Теперь я удивлённо уставилась на подругу:


– А?


– Дайка, ты разве ещё не видишь? Мне здесь хорошо. Меня всё устраивает. Тебе не за что извиняться.


– Хорошо?


– Ну конечно! – Яринка щёлкнула пультом, убирая звук телевизора. – Ты помнишь, о чём нам говорила Ирэн, когда мы пришли к ней подписывать контракт? Так вот, я долго думала над этим и поняла, что она права. Во всём! Ты считаешь, это здесь несвобода? Нет, несвобода – это там! Дайка, честное слово, я ещё никогда и нигде не чувствовала себя такой свободной, как на этом острове! Мне же всё можно! Мне никто не указывает, как надо себя вести, что говорить, что делать. Неужели ты не чувствуешь свободу?


Я честно попыталась почувствовать, даже прикрыла глаза. Ведь в одном Яринка сейчас точно права: в приюте свободы не было, не было даже тени её. Мы не могли не только поступать по своему усмотрению, но сами наши мысли и желания контролировались. Разве нам не внушали, что Господь знает все помыслы своих созданий и обязательно накажет за те, которые не будут достаточно благочестивыми? Разве не стращали обязательной карой за любое мнение, хоть чем-то отличающееся от предписанного? Всё это так, но… есть ли свобода в Оазисе?

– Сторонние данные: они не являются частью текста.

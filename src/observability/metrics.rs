//! Metrics collection and exposition.
//!
//! # Metrics
//! - `proxy_requests_total` (counter): requests by outcome
//!   (compressed, bypass, loopback, origin_redirect, fetch_error,
//!   transcode_error, invalid_url, identification)
//! - `proxy_bytes_saved_total` (counter): bytes shaved off by successful
//!   transcodes; negative savings (image grew) are not subtracted
//!
//! # Design Decisions
//! - Recording is cheap (atomic increments) and never fails the request
//! - The Prometheus exporter is opt-in via config

use std::net::SocketAddr;

use metrics::counter;
use metrics_exporter_prometheus::PrometheusBuilder;

/// Install the Prometheus exporter on its own listener. Call once at
/// startup, from within the runtime.
pub fn init_metrics(addr: SocketAddr) {
    match PrometheusBuilder::new().with_http_listener(addr).install() {
        Ok(()) => tracing::info!(address = %addr, "metrics exporter listening"),
        Err(error) => tracing::error!(%error, "failed to install metrics exporter"),
    }
}

/// Count a finished request by outcome.
pub fn record_request(outcome: &'static str) {
    counter!("proxy_requests_total", "outcome" => outcome).increment(1);
}

/// Accumulate savings from a successful transcode.
pub fn record_bytes_saved(saved: i64) {
    if saved > 0 {
        counter!("proxy_bytes_saved_total").increment(saved as u64);
    }
}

Да, здесь нас не окружили забором, нам не диктуют, ни во сколько ложиться спать, ни когда подниматься, ни какие книги читать, ни какие вещи носить, ни какими молитвами молиться. Но разве сильно отличается бетонный забор от бескрайнего моря, если за его пределы также нельзя выйти? Велика ли разница между запретом оголять тело и запретом не оголять?


Нет, свободы я не ощущала ни в приюте, ни – в равной степени – здесь. Но осуждать Яринку за то, что она считает иначе, не могла и не хотела. Подруга не виновата в том, что ни разу в жизни ей не довелось познать истинной свободы. Той, что была у меня в бескрайней тайге, где ни границ, ни заборов, ни берегов…


Яринка разглядела тоску в моих глазах и погрустнела сама.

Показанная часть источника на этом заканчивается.